We called the function int collision(field_type*, field_type) which we haven't implemted yet. Here it is:

int collision(field_type *field, field_type row){
	field_type i = 0;
	field_type tmp = 0;
	for(i = 0; i < row; i++){
		tmp = field[i] - field[row];
		if (tmp == 0 || tmp == i - row || tmp == row - i){
			return 1;
		}
	}
	return 0;
}

This function checks, if the queen in row row collides with one of the other queens.

Now we just have to call the function search with row = 0 and an empty array.

But we can nearly double the speed if consider that there is a symmetrie: If we exchange the first and the last row, the second and the next-to-last etc., we don't generate or destroy collisions.

So in the first row we only need to check the first half of the row, and then take twice the result.

That has the disadvantage that it only works with an even field size. We could modify our algorithm to work with odd N, but it's not worth the trouble.

(It would work like this: set the first row the values 0 .. (N-1)/2, double the result, set the first row to (N-1)/2 + 1, search again and add these two values).

int main(int argc, char** argv){
	/* Initialisiere Array */
	field_type field[N];
	field_type i = 0;
	for (i = 0; i < N / 2; i++){
		field[0] = i;
		search(field, 1);
	}
	printf("Number of solutions: %ld (with %d queens)\n", 2 * Count, N);
	return 0;
}

Now only routine tasks are left, like including the apropriate header files and parsing the command line argument to set the field size.

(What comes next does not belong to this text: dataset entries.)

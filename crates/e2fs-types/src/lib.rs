#![forbid(unsafe_code)]
//! Shared unit types, byte-level parse errors, and on-disk constants for the
//! ext2 family.

use serde::{Deserialize, Serialize};
use std::fmt;
use thiserror::Error;

pub const EXT2_SUPERBLOCK_OFFSET: usize = 1024;
pub const EXT2_SUPERBLOCK_SIZE: usize = 1024;
pub const EXT2_SUPER_MAGIC: u16 = 0xEF53;

/// Smallest and largest block-size exponents (`1 << 10` .. `1 << 16`).
pub const EXT2_MIN_BLOCK_LOG_SIZE: u32 = 10;
pub const EXT2_MAX_BLOCK_LOG_SIZE: u32 = 16;
pub const EXT2_MIN_BLOCK_SIZE: u32 = 1 << EXT2_MIN_BLOCK_LOG_SIZE;
pub const EXT2_MAX_BLOCK_SIZE: u32 = 1 << EXT2_MAX_BLOCK_LOG_SIZE;

/// Inode record size used by revision 0 ("good old") filesystems.
pub const EXT2_GOOD_OLD_INODE_SIZE: u16 = 128;
/// First non-reserved inode on revision 0 filesystems.
pub const EXT2_GOOD_OLD_FIRST_INO: u32 = 11;

/// Group descriptor sizes.
pub const EXT2_MIN_DESC_SIZE: u16 = 32;
pub const EXT2_MIN_DESC_SIZE_64BIT: u16 = 64;

/// Block pointer layout of an inode (`i_block`).
pub const EXT2_NDIR_BLOCKS: usize = 12;
pub const EXT2_IND_BLOCK: usize = EXT2_NDIR_BLOCKS;
pub const EXT2_DIND_BLOCK: usize = EXT2_IND_BLOCK + 1;
pub const EXT2_TIND_BLOCK: usize = EXT2_DIND_BLOCK + 1;
pub const EXT2_N_BLOCKS: usize = EXT2_TIND_BLOCK + 1;

/// Maximum directory entry name length.
pub const EXT2_NAME_LEN: usize = 255;
/// Maximum hard link count.
pub const EXT2_LINK_MAX: u16 = 65_000;

#[derive(Debug, Clone, Copy, PartialEq, Eq, PartialOrd, Ord, Hash, Serialize, Deserialize)]
pub struct BlockNumber(pub u64);

/// ext2 inode number (u32, 1-indexed; 0 never names an inode).
#[derive(Debug, Clone, Copy, PartialEq, Eq, PartialOrd, Ord, Hash, Serialize, Deserialize)]
pub struct InodeNumber(pub u32);

impl InodeNumber {
    /// Bad blocks inode.
    pub const BAD_BLOCKS: Self = Self(1);
    /// Root directory inode.
    pub const ROOT: Self = Self(2);
    /// ACL index inode.
    pub const ACL_INDEX: Self = Self(3);
    /// ACL data inode.
    pub const ACL_DATA: Self = Self(4);
    /// Boot loader inode.
    pub const BOOT_LOADER: Self = Self(5);
    /// Undelete directory inode.
    pub const UNDELETE_DIR: Self = Self(6);
    /// Reserved group descriptors inode (online resize).
    pub const RESIZE: Self = Self(7);
    /// Journal inode.
    pub const JOURNAL: Self = Self(8);
    /// First usable inode on revision 0 filesystems.
    pub const FIRST_USABLE: Self = Self(EXT2_GOOD_OLD_FIRST_INO);
}

/// Validated block size (must be a power of two in 1024..=65536).
#[derive(Debug, Clone, Copy, PartialEq, Eq, PartialOrd, Ord, Hash, Serialize, Deserialize)]
pub struct BlockSize(u32);

impl BlockSize {
    /// Create a `BlockSize` if `value` is a power of two in [1024, 65536].
    pub fn new(value: u32) -> Result<Self, ParseError> {
        if !value.is_power_of_two() || !(EXT2_MIN_BLOCK_SIZE..=EXT2_MAX_BLOCK_SIZE).contains(&value)
        {
            return Err(ParseError::InvalidField {
                field: "block_size",
                reason: "must be power of two in 1024..=65536",
            });
        }
        Ok(Self(value))
    }

    /// Build a `BlockSize` from the superblock's `s_log_block_size` exponent.
    pub fn from_log(log_block_size: u32) -> Result<Self, ParseError> {
        let value = block_size_from_log(log_block_size).ok_or(ParseError::InvalidField {
            field: "s_log_block_size",
            reason: "invalid shift",
        })?;
        Self::new(value)
    }

    #[must_use]
    pub fn get(self) -> u32 {
        self.0
    }
}

/// Block group index.
#[derive(Debug, Clone, Copy, PartialEq, Eq, PartialOrd, Ord, Hash, Serialize, Deserialize)]
pub struct GroupNumber(pub u32);

#[derive(Debug, Error, Clone, PartialEq, Eq)]
pub enum ParseError {
    #[error("insufficient data: need {needed} bytes at offset {offset}, got {actual}")]
    InsufficientData {
        needed: usize,
        offset: usize,
        actual: usize,
    },
    #[error("invalid magic: expected {expected:#x}, got {actual:#x}")]
    InvalidMagic { expected: u64, actual: u64 },
    #[error("invalid field: {field} ({reason})")]
    InvalidField {
        field: &'static str,
        reason: &'static str,
    },
    #[error("integer conversion failed: {field}")]
    IntegerConversion { field: &'static str },
}

// ── Little-endian field access ──────────────────────────────────────────────

#[inline]
pub fn ensure_slice(data: &[u8], offset: usize, len: usize) -> Result<&[u8], ParseError> {
    let Some(end) = offset.checked_add(len) else {
        return Err(ParseError::InvalidField {
            field: "offset",
            reason: "overflow",
        });
    };

    if end > data.len() {
        return Err(ParseError::InsufficientData {
            needed: len,
            offset,
            actual: data.len().saturating_sub(offset),
        });
    }

    Ok(&data[offset..end])
}

#[inline]
pub fn ensure_slice_mut(data: &mut [u8], offset: usize, len: usize) -> Result<&mut [u8], ParseError> {
    let Some(end) = offset.checked_add(len) else {
        return Err(ParseError::InvalidField {
            field: "offset",
            reason: "overflow",
        });
    };

    if end > data.len() {
        return Err(ParseError::InsufficientData {
            needed: len,
            offset,
            actual: data.len().saturating_sub(offset),
        });
    }

    Ok(&mut data[offset..end])
}

#[inline]
pub fn read_u8(data: &[u8], offset: usize) -> Result<u8, ParseError> {
    Ok(ensure_slice(data, offset, 1)?[0])
}

#[inline]
pub fn read_le_u16(data: &[u8], offset: usize) -> Result<u16, ParseError> {
    let bytes = ensure_slice(data, offset, 2)?;
    Ok(u16::from_le_bytes([bytes[0], bytes[1]]))
}

#[inline]
pub fn read_le_u32(data: &[u8], offset: usize) -> Result<u32, ParseError> {
    let bytes = ensure_slice(data, offset, 4)?;
    Ok(u32::from_le_bytes([bytes[0], bytes[1], bytes[2], bytes[3]]))
}

#[inline]
pub fn read_le_u64(data: &[u8], offset: usize) -> Result<u64, ParseError> {
    let bytes = ensure_slice(data, offset, 8)?;
    Ok(u64::from_le_bytes([
        bytes[0], bytes[1], bytes[2], bytes[3], bytes[4], bytes[5], bytes[6], bytes[7],
    ]))
}

#[inline]
pub fn read_fixed<const N: usize>(data: &[u8], offset: usize) -> Result<[u8; N], ParseError> {
    let bytes = ensure_slice(data, offset, N)?;
    let mut out = [0_u8; N];
    out.copy_from_slice(bytes);
    Ok(out)
}

#[inline]
pub fn write_u8(data: &mut [u8], offset: usize, value: u8) -> Result<(), ParseError> {
    ensure_slice_mut(data, offset, 1)?[0] = value;
    Ok(())
}

#[inline]
pub fn write_le_u16(data: &mut [u8], offset: usize, value: u16) -> Result<(), ParseError> {
    ensure_slice_mut(data, offset, 2)?.copy_from_slice(&value.to_le_bytes());
    Ok(())
}

#[inline]
pub fn write_le_u32(data: &mut [u8], offset: usize, value: u32) -> Result<(), ParseError> {
    ensure_slice_mut(data, offset, 4)?.copy_from_slice(&value.to_le_bytes());
    Ok(())
}

#[inline]
pub fn write_le_u64(data: &mut [u8], offset: usize, value: u64) -> Result<(), ParseError> {
    ensure_slice_mut(data, offset, 8)?.copy_from_slice(&value.to_le_bytes());
    Ok(())
}

/// Copy `bytes` to `offset`; `bytes.len()` decides the width.
#[inline]
pub fn write_bytes(data: &mut [u8], offset: usize, bytes: &[u8]) -> Result<(), ParseError> {
    ensure_slice_mut(data, offset, bytes.len())?.copy_from_slice(bytes);
    Ok(())
}

#[must_use]
pub fn trim_nul_padded(bytes: &[u8]) -> String {
    let end = bytes.iter().position(|b| *b == 0).unwrap_or(bytes.len());
    String::from_utf8_lossy(&bytes[..end]).trim().to_owned()
}

/// `1024 << log_block_size`, or `None` when the shift overflows `u32`.
#[must_use]
pub fn block_size_from_log(log_block_size: u32) -> Option<u32> {
    let shift = EXT2_MIN_BLOCK_LOG_SIZE.checked_add(log_block_size)?;
    1_u32.checked_shl(shift)
}

/// Round `len` up to the 4-byte directory record alignment.
#[must_use]
pub fn align4(len: usize) -> usize {
    (len + 3) & !3
}

impl fmt::Display for BlockNumber {
    fn fmt(&self, f: &mut fmt::Formatter<'_>) -> fmt::Result {
        write!(f, "{}", self.0)
    }
}

impl fmt::Display for InodeNumber {
    fn fmt(&self, f: &mut fmt::Formatter<'_>) -> fmt::Result {
        write!(f, "{}", self.0)
    }
}

impl fmt::Display for BlockSize {
    fn fmt(&self, f: &mut fmt::Formatter<'_>) -> fmt::Result {
        write!(f, "{}", self.0)
    }
}

impl fmt::Display for GroupNumber {
    fn fmt(&self, f: &mut fmt::Formatter<'_>) -> fmt::Result {
        write!(f, "{}", self.0)
    }
}

// ── POSIX file mode constants ────────────────────────────────────────────────

/// File type mask (upper 4 bits of mode).
pub const S_IFMT: u16 = 0o170_000;
/// Named pipe (FIFO).
pub const S_IFIFO: u16 = 0o010_000;
/// Character device.
pub const S_IFCHR: u16 = 0o020_000;
/// Directory.
pub const S_IFDIR: u16 = 0o040_000;
/// Block device.
pub const S_IFBLK: u16 = 0o060_000;
/// Regular file.
pub const S_IFREG: u16 = 0o100_000;
/// Symbolic link.
pub const S_IFLNK: u16 = 0o120_000;
/// Socket.
pub const S_IFSOCK: u16 = 0o140_000;

// ── ext2 inode flags (i_flags) ──────────────────────────────────────────────

/// Immutable file.
pub const EXT2_IMMUTABLE_FL: u32 = 0x0000_0010;
/// Append-only file.
pub const EXT2_APPEND_FL: u32 = 0x0000_0020;
/// Hash-indexed directory.
pub const EXT2_INDEX_FL: u32 = 0x0000_1000;
/// Inode uses extents instead of block pointers.
pub const EXT2_EXTENTS_FL: u32 = 0x0008_0000;

/// Maximum fast symlink target size (stored in the inode's `i_block` area).
pub const EXT2_FAST_SYMLINK_MAX: usize = EXT2_N_BLOCKS * 4;

// ── Checked arithmetic helpers ──────────────────────────────────────────────

impl BlockNumber {
    /// Add a block count, returning `None` on overflow.
    #[must_use]
    pub fn checked_add(self, count: u64) -> Option<Self> {
        self.0.checked_add(count).map(Self)
    }
}

/// Compute the inode's block group from its inode number.
///
/// Inode numbers are 1-indexed; group assignment uses `(ino - 1) / inodes_per_group`.
#[must_use]
pub fn inode_to_group(ino: InodeNumber, inodes_per_group: u32) -> GroupNumber {
    GroupNumber(ino.0.saturating_sub(1) / inodes_per_group)
}

/// Compute the index of an inode within its block group.
#[must_use]
pub fn inode_index_in_group(ino: InodeNumber, inodes_per_group: u32) -> u32 {
    ino.0.saturating_sub(1) % inodes_per_group
}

Here is the full source code:

/* Copyright by Moritz Lenz (C) 2006. */
/* You may use this file under the terms of the MIT license */
#include <stdio.h>
#include <stdlib.h>

typedef signed short int field_type;

int N = 8;
unsigned long int Count = 0;

int collision(field_type *field, field_type row){
	field_type i = 0;
	field_type tmp = 0;
	for(i = 0; i < row; i++){
		tmp = field[i] - field[row];
		if (tmp == 0 || tmp == i - row || tmp == row - i){
			return 1;
		}
	}
	return 0;
}

void search(field_type *field, field_type row){
	field_type i = 0;
	if (row == N){
		Count++;
		return;
	}

	for (i = 0; i < N; i++){
		field[row] = i;
		if (! collision(field, row)){
			search(field, row + 1);
		}
	}
}


int main(int argc, char** argv){
	if (argc == 2) {
		/* Die Groesse des Feldes wurde auf der Kommandozeile */
		/* angegeben */
		N = atoi(argv[1]);
		if (N < 4 || N % 2 == 1){
			printf("%s: Warning: Ignoring count '%d' since it " 
					"must be an event integer > 3", 
					argv[0], N);
			N = 8;
		}
	}

	field_type field[N];
	field_type i = 0;
	for (i = 0; i < N / 2; i++){
		field[0] = i;
		search(field, 1);
	}
	printf("Number of solutions: %ld (with %d queens)\n", 2 * Count, N);
	return 0;
}

You can download the source code here.

Results

I hope that you know understand a little bit how backtracking works. Apart from that, the results are as follows:

Number of Soltuions

SizeNumber of Solutions
42
68
892
10724
1214200
14365596
1614772512
18666090624

As a chart (logarithmic scaling:)

Click on the image to get a larger version.

(Available as PostScript-file as well)

You can see that the number of solutions increases approximately linear in logarithmic scale, so the overall dependency is about exp(N).

The problem is that with large N the program needs much time, the consumed time grows about exponentially as well.